Haas School of Business, University of California, Berkeley, Berkeley, California, USA.
The Dartmouth Institute for Health Policy and Clinical Practice, Geisel School of Medicine, Hanover, New Hampshire, USA.
Stat Med. 2022 Aug 30;41(19):3772-3788. doi: 10.1002/sim.9448. Epub 2022 Jun 8.
The difficulty in identifying cancer stage in health care claims data has limited oncology quality of care and health outcomes research. We fit prediction algorithms for classifying lung cancer stage into three classes (stages I/II, stage III, and stage IV) using claims data, and then demonstrate a method for incorporating the classification uncertainty in survival estimation.
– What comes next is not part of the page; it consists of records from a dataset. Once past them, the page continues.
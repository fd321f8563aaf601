//! Reusable two-part (label, value) display cell.

use ratatui::{
    buffer::Buffer,
    layout::Rect,
    text::{Line, Span},
    widgets::Widget,
};

use crate::presentation::theme::WyrmdexTheme;

/// Preconfigured label/value pair for preset-driven construction.
#[derive(Clone, Copy, Debug)]
pub struct CellPreset {
    pub label: &'static str,
    pub value: &'static str,
}

/// A label/value row where the label hides entirely when empty.
///
/// Construction paths: explicit label+value ([`LabelValueCell::new`]),
/// blank ([`Default`]), or preset-driven ([`LabelValueCell::from_preset`]).
#[derive(Clone, Debug, Default, PartialEq, Eq)]
pub struct LabelValueCell {
    label: String,
    value: String,
}

impl LabelValueCell {
    pub fn new(label: impl Into<String>, value: impl Into<String>) -> Self {
        Self {
            label: label.into(),
            value: value.into(),
        }
    }

    pub fn from_preset(preset: &CellPreset) -> Self {
        Self::new(preset.label, preset.value)
    }

    pub fn set_label_text(&mut self, label: impl Into<String>) {
        self.label = label.into();
    }

    pub fn set_value_text(&mut self, value: impl Into<String>) {
        self.value = value.into();
    }

    pub fn label_text(&self) -> &str {
        &self.label
    }

    pub fn value_text(&self) -> &str {
        &self.value
    }

    /// The label element is shown only when its text is non-empty.
    pub fn label_visible(&self) -> bool {
        !self.label.is_empty()
    }

    /// Renders the cell as a single styled line.
    pub fn line(&self, theme: &WyrmdexTheme) -> Line<'_> {
        let mut spans = Vec::with_capacity(2);
        if self.label_visible() {
            spans.push(Span::styled(
                format!("{}: ", self.label),
                theme.label_style(),
            ));
        }
        spans.push(Span::styled(self.value.as_str(), theme.value_style()));
        Line::from(spans)
    }
}

impl Widget for &LabelValueCell {
    fn render(self, area: Rect, buf: &mut Buffer) {
        self.line(&WyrmdexTheme::new()).render(area, buf);
    }
}

#[cfg(test)]
mod tests {
    use super::*;

    #[test]
    fn empty_label_is_hidden() {
        let mut cell = LabelValueCell::default();
        assert!(!cell.label_visible());

        cell.set_label_text("Reward");
        assert!(cell.label_visible());

        cell.set_label_text("");
        assert!(!cell.label_visible());
    }

    #[test]
    fn value_round_trips() {
        let mut cell = LabelValueCell::new("Fee", "0");
        cell.set_value_text("10");
        assert_eq!(cell.value_text(), "10");
        assert_eq!(cell.label_text(), "Fee");
    }

    #[test]
    fn preset_construction_carries_both_texts() {
        let preset = CellPreset {
            label: "Stars",
            value: "★★★",
        };
        let cell = LabelValueCell::from_preset(&preset);
        assert_eq!(cell.label_text(), "Stars");
        assert_eq!(cell.value_text(), "★★★");
    }

    #[test]
    fn hidden_label_renders_value_only() {
        let cell = LabelValueCell::new("", "120z");
        let line = cell.line(&WyrmdexTheme::new());
        assert_eq!(line.spans.len(), 1);
        assert_eq!(line.spans[0].content, "120z");
    }
}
Leveraging set-valued classification and split conformal inference, we show how a fixed algorithm developed in one cohort of data may be deployed in another, while rigorously accounting for uncertainty from the initial classification step. We demonstrate this process using SEER cancer registry data linked with Medicare claims data.
在医疗保健索赔数据中确定癌症分期的困难限制了肿瘤学的护理质量和健康结果研究。我们使用索赔数据为肺癌分期的分类构建预测算法,分为三个等级(I/II 期、III 期和 IV 期),然后展示了一种在生存估计中纳入分类不确定性的方法。利用集值分类和分割一致推断,我们展示了如何在严格考虑初始分类步骤不确定性的情况下,将在一个数据队列中开发的固定算法应用于另一个队列。我们使用与医疗保险索赔数据相关联的 SEER 癌症登记数据来演示这一过程。